Our beautiful daughter Emersyn Paige passed away from SMA Type 1 on April 7th,2009 at the age of 7 months old. This blog is dedicated to her life, legacy and spirit and our journey as a family through grief.





















































Monday, April 7, 2025

Awareness ~

Awareness 

April 7th, 2009, will always be the day the world stopped. I needed no social media notification, news story, or emergency alert to tell me this soul-collapsing truth. We were there with you, lying beside you, and felt your spirit leave your earthly body. Just like that, a final breath on planet Earth before you crossed over. I felt every move of that and was hyper-aware of the snow falling outside of our hospital room, the warmth surrounding us, and the sound of Brahms’ lullaby playing in the background. Awareness—acute and total awareness— as we dressed you and lay with you until it was time for us to carry you home.

We walked out of the hospital as parking garages were closed for your sacred walk from the room to our car. I held you in my arms, and our friend drove us to the funeral home, where we brought you inside and sat with you while the light shone down on your dark, shiny hair and beautiful, perfect face. I tuned out the traffic and noises outside of these spaces that day, but I was intensely aware of certain things that connected both worlds: the snow, the sunlight warming the room, the nurse who brought the three of us warm blankets, the butterfly card from another bereaved mom that had fallen from the dash to my seat where I sat holding my girl, the sorrow of our family and friends that day when they found out you passed. I will never forget the look on Jason’s face when we left the hospital with our daughter lying on her sheepskin, looking like an Angel. He was and I was forever changed with a new sense of awareness that ripped our souls apart at the core and shattered our hearts.

This awareness was a new sense of knowing that has never left me. There was an anesthetic effect from the shock of grief in the early years which made it challenging to listen to this knowing, as I was not ready to accept that this was my new state of being. I am a bereaved parent, and I say that now with both ache and sacred grace. I remember a counselor once telling me they felt very sad that Jay and I refer to ourselves as not only parents but bereaved parents. He said that was a sad reference that he hoped we would one day reframe. I said to him, I hope we never reframe this, as what you grieve most, you love deeply.

No one ever wants to be in the club that we belong to, but only those in this never-talked-about club can understand. For many years, I tuned out things that I could not give energy to. Certain events and big group gatherings felt like a direct threat to the broken shards of myself that I could not seem to hold together. I had to journey on a new, unknown path to healing, where I had no map, compass, or light to guide me. Grief is inherently lonely as no two people grieve at the same time in the same way.
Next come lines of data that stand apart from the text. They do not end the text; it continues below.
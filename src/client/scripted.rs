//! In-memory [`ResourceClient`] for action tests.
//!
//! Records when each remote call starts and finishes, yields to the
//! runtime in between so overlapping calls would interleave in the log,
//! and fails every call that targets a configured incident pk.

use std::collections::HashSet;
use std::sync::atomic::{AtomicBool, AtomicI64, Ordering};

use tokio::sync::Mutex;

use super::ResourceClient;
use crate::domain::{
    Acknowledgement, AcknowledgementBody, Event, EventType, Filter, FilterCriteria, FilterDraft,
    FilterPk, Incident, IncidentPk, TicketUrlBody,
};
use crate::error::ClientError;

/// One entry of the call log.
#[derive(Debug, Clone, PartialEq, Eq)]
pub(crate) enum Call {
    Start(&'static str, i64),
    Finish(&'static str, i64),
}

#[derive(Debug, Default)]
pub(crate) struct ScriptedClient {
    log: Mutex<Vec<Call>>,
    failing: HashSet<i64>,
    fail_filters: AtomicBool,
    next_pk: AtomicI64,
    filters: Mutex<Vec<Filter>>,
    incidents: Vec<Incident>,
    acks: Vec<Acknowledgement>,
    events: Vec<Event>,
}

impl ScriptedClient {
    pub(crate) fn new() -> Self {
        Self {
            next_pk: AtomicI64::new(100),
            ..Self::default()
        }
    }

    pub(crate) fn with_incidents(mut self, incidents: Vec<Incident>) -> Self {
        self.incidents = incidents;
        self
    }

    pub(crate) fn with_filters(self, filters: Vec<Filter>) -> Self {
        Self {
            filters: Mutex::new(filters),
            ..self
        }
    }

    pub(crate) fn with_acks(mut self, acks: Vec<Acknowledgement>) -> Self {
        self.acks = acks;
        self
    }

    pub(crate) fn with_events(mut self, events: Vec<Event>) -> Self {
        self.events = events;
        self
    }

    /// Every incident call targeting `pk` is rejected with a 500.
    pub(crate) fn failing_on(mut self, pk: i64) -> Self {
        self.failing.insert(pk);
        self
    }

    /// Every filter call is rejected with a 500.
    pub(crate) fn fail_filter_calls(&self) {
        self.fail_filters.store(true, Ordering::SeqCst);
    }

    pub(crate) async fn calls(&self) -> Vec<Call> {
        self.log.lock().await.clone()
    }

    /// Forgets every call recorded so far.
    pub(crate) async fn clear_calls(&self) {
        self.log.lock().await.clear();
    }

    /// Incident pks whose call was started, in order.
    pub(crate) async fn started(&self, op: &str) -> Vec<i64> {
        self.log
            .lock()
            .await
            .iter()
            .filter_map(|c| match c {
                Call::Start(name, pk) if *name == op => Some(*pk),
                _ => None,
            })
            .collect()
    }

    fn next_pk(&self) -> i64 {
        self.next_pk.fetch_add(1, Ordering::SeqCst)
    }

    async fn around<T>(
        &self,
        op: &'static str,
        pk: i64,
        fails: bool,
        make: impl FnOnce() -> T,
    ) -> Result<T, ClientError> {
        self.log.lock().await.push(Call::Start(op, pk));
        tokio::task::yield_now().await;
        let result = if fails {
            Err(ClientError::Status {
                status: 500,
                body: format!("{op} {pk} rejected"),
            })
        } else {
            Ok(make())
        };
        self.log.lock().await.push(Call::Finish(op, pk));
        result
    }

    async fn incident_call<T>(
        &self,
        op: &'static str,
        pk: IncidentPk,
        make: impl FnOnce() -> T,
    ) -> Result<T, ClientError> {
        let fails = self.failing.contains(&pk.get());
        self.around(op, pk.get(), fails, make).await
    }

    async fn filter_call<T>(
        &self,
        op: &'static str,
        pk: i64,
        make: impl FnOnce() -> T,
    ) -> Result<T, ClientError> {
        let fails = self.fail_filters.load(Ordering::SeqCst);
        self.around(op, pk, fails, make).await
    }

    fn event(&self, pk: IncidentPk, kind: EventType, description: Option<&str>) -> Event {
        Event {
            pk: self.next_pk(),
            incident: pk,
            actor: 1,
            timestamp: "2020-01-15T03:04:14.387000+01:00"
                .parse()
                .unwrap_or_default(),
            kind,
            description: description.unwrap_or_default().to_string(),
        }
    }
}

impl ResourceClient for ScriptedClient {
    async fn create_filter(&self, draft: &FilterDraft) -> Result<Filter, ClientError> {
        let pk = self.next_pk();
        // The server trims the name and echoes no criteria.
        self.filter_call("create_filter", pk, || Filter {
            pk: FilterPk::new(pk),
            name: draft.name.trim().to_string(),
            criteria: FilterCriteria::default(),
        })
        .await
    }

    async fn delete_filter(&self, pk: FilterPk) -> Result<(), ClientError> {
        self.filter_call("delete_filter", pk.get(), || ()).await
    }

    async fn update_filter(&self, filter: &Filter) -> Result<Filter, ClientError> {
        self.filter_call("update_filter", filter.pk.get(), || Filter {
            name: "server echo".to_string(),
            ..filter.clone()
        })
        .await
    }

    async fn list_filters(&self) -> Result<Vec<Filter>, ClientError> {
        let filters = self.filters.lock().await.clone();
        self.filter_call("list_filters", 0, || filters).await
    }

    async fn list_incidents(&self, criteria: &FilterCriteria) -> Result<Vec<Incident>, ClientError> {
        let matching = self
            .incidents
            .iter()
            .filter(|i| criteria.open.is_none_or(|open| i.open == open))
            .cloned()
            .collect();
        self.around("list_incidents", 0, false, || matching).await
    }

    async fn create_event(
        &self,
        pk: IncidentPk,
        kind: EventType,
        description: Option<&str>,
    ) -> Result<Event, ClientError> {
        let op = match kind {
            EventType::Close => "close",
            EventType::Reopen => "reopen",
            _ => "event",
        };
        self.incident_call(op, pk, || self.event(pk, kind, description))
            .await
    }

    async fn create_acknowledgement(
        &self,
        pk: IncidentPk,
        body: &AcknowledgementBody,
    ) -> Result<Acknowledgement, ClientError> {
        self.incident_call("acknowledge", pk, || Acknowledgement {
            pk: self.next_pk(),
            event: self.event(pk, EventType::Acknowledge, Some(&body.description)),
            expiration: body.expiration,
        })
        .await
    }

    async fn set_ticket_url(
        &self,
        pk: IncidentPk,
        ticket_url: &str,
    ) -> Result<TicketUrlBody, ClientError> {
        self.incident_call("ticket_url", pk, || TicketUrlBody {
            ticket_url: ticket_url.to_string(),
        })
        .await
    }

    async fn list_acknowledgements(&self, pk: IncidentPk) -> Result<Vec<Acknowledgement>, ClientError> {
        let acks = self
            .acks
            .iter()
            .filter(|a| a.event.incident == pk)
            .cloned()
            .collect();
        self.incident_call("list_acks", pk, || acks).await
    }

    async fn list_events(&self, pk: IncidentPk) -> Result<Vec<Event>, ClientError> {
        let events = self
            .events
            .iter()
            .filter(|e| e.incident == pk)
            .cloned()
            .collect();
        self.incident_call("list_events", pk, || events).await
    }
}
I was governed by my gut, instincts, and what has now become, 16 years later, a knowing. This deep knowing is you and I feel you with me every day. I find dimes, butterflies, meet good people and hear songs that feel like you are saying an enthusiastic “hi mom” or “take a breath and slow down mom just chill" just when I need it most. When I am searching for the right thing to do there you are nudging me along in the right direction.
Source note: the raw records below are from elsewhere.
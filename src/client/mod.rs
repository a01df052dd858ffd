//! Resource client: one async call per backend resource.
//!
//! The action layer is generic over [`ResourceClient`]; the crate ships
//! [`HttpResourceClient`] for the REST backend. Implementations return
//! parsed domain objects and never touch the store.

pub mod http;

#[cfg(test)]
pub(crate) mod scripted;

use std::future::Future;

use crate::domain::{
    Acknowledgement, AcknowledgementBody, Event, EventType, Filter, FilterCriteria, FilterDraft,
    FilterPk, Incident, IncidentPk, TicketUrlBody,
};
use crate::error::ClientError;

pub use http::HttpResourceClient;

/// Backend calls used by the action layer.
///
/// Every method is a single remote call and a suspension point. Failures
/// are returned unchanged to the caller of the action.
pub trait ResourceClient: Send + Sync {
    /// Persists a new filter. The result carries the assigned `pk` and
    /// the (possibly normalized) name.
    fn create_filter(
        &self,
        draft: &FilterDraft,
    ) -> impl Future<Output = Result<Filter, ClientError>> + Send;

    /// Deletes a filter.
    fn delete_filter(&self, pk: FilterPk) -> impl Future<Output = Result<(), ClientError>> + Send;

    /// Persists the full filter.
    fn update_filter(
        &self,
        filter: &Filter,
    ) -> impl Future<Output = Result<Filter, ClientError>> + Send;

    /// Lists every saved filter.
    fn list_filters(&self) -> impl Future<Output = Result<Vec<Filter>, ClientError>> + Send;

    /// Lists incidents matching `criteria`, in server order.
    fn list_incidents(
        &self,
        criteria: &FilterCriteria,
    ) -> impl Future<Output = Result<Vec<Incident>, ClientError>> + Send;

    /// Appends an event (close, reopen) to an incident.
    fn create_event(
        &self,
        pk: IncidentPk,
        kind: EventType,
        description: Option<&str>,
    ) -> impl Future<Output = Result<Event, ClientError>> + Send;

    /// Acknowledges an incident.
    fn create_acknowledgement(
        &self,
        pk: IncidentPk,
        body: &AcknowledgementBody,
    ) -> impl Future<Output = Result<Acknowledgement, ClientError>> + Send;

    /// Sets an incident's ticket URL; `""` clears it.
    fn set_ticket_url(
        &self,
        pk: IncidentPk,
        ticket_url: &str,
    ) -> impl Future<Output = Result<TicketUrlBody, ClientError>> + Send;

    /// Lists an incident's acknowledgements.
    fn list_acknowledgements(
        &self,
        pk: IncidentPk,
    ) -> impl Future<Output = Result<Vec<Acknowledgement>, ClientError>> + Send;

    /// Lists an incident's events.
    fn list_events(
        &self,
        pk: IncidentPk,
    ) -> impl Future<Output = Result<Vec<Event>, ClientError>> + Send;
}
You are my superpower, my knowing, and my bridge between this world and the other—the one where you are always in that warm light that feels like a huge hug on a peaceful Spring day. I am intensely aware of the moments that I know will be in my mind and heart on replay forever.

When Isla rested her head on my shoulder for a brief moment before stepping out of the car as she went into the barn last week, after we had a great talk on the way to her lesson. That warmed my heart and stopped me in my tracks. Even after a long day at work, I wasn’t letting that moment miss me. When Callum asked about what I am bringing to decorate your spot at Glen Oaks today and he smiled and admired the solar Angel that I picked out. When I walked out of work this week after a Spring snowfall that resulted in icy roads and your dad was waiting for me to make sure I got home safely. When I see a person reflect on how they have treated someone and do better next time. When I visit my family or friends, any stress of the day begins to melt away and is replaced by laughter and a much needed hug! These are the moments that I am very aware of as these are the times when I feel you with me most. Life is short, be aware and breathe, reset and carry forward doing the best you can and always remember no one is perfect. This is what I am sure you are saying to me.

Thank you for grounding me in a world where the moments that truly matter can sometimes feel elusive. With so much noise from social media and the constant swirl of distractions, it’s easy to overlook the quiet gifts of awareness, mindfulness, and trusting our instincts. Thank you for reminding me to slow down when I get caught up in the rush of work and life, and for teaching me that the real treasures lie in being present for what truly matters. Emersyn, it has been 16 years since you left this world physically, but my sense of your spiritual presence only deepens as I continue my journey of healing. What we grieve, we love, and while I will always be a bereaved Mom, above all, I will always be your Mom. I remain profoundly aware and proud of your light, and my heart is filled with awe for the love you continue to send.

Missing and loving you always with a deep knowing that I will hug you again one day and oh what a feeling that will be.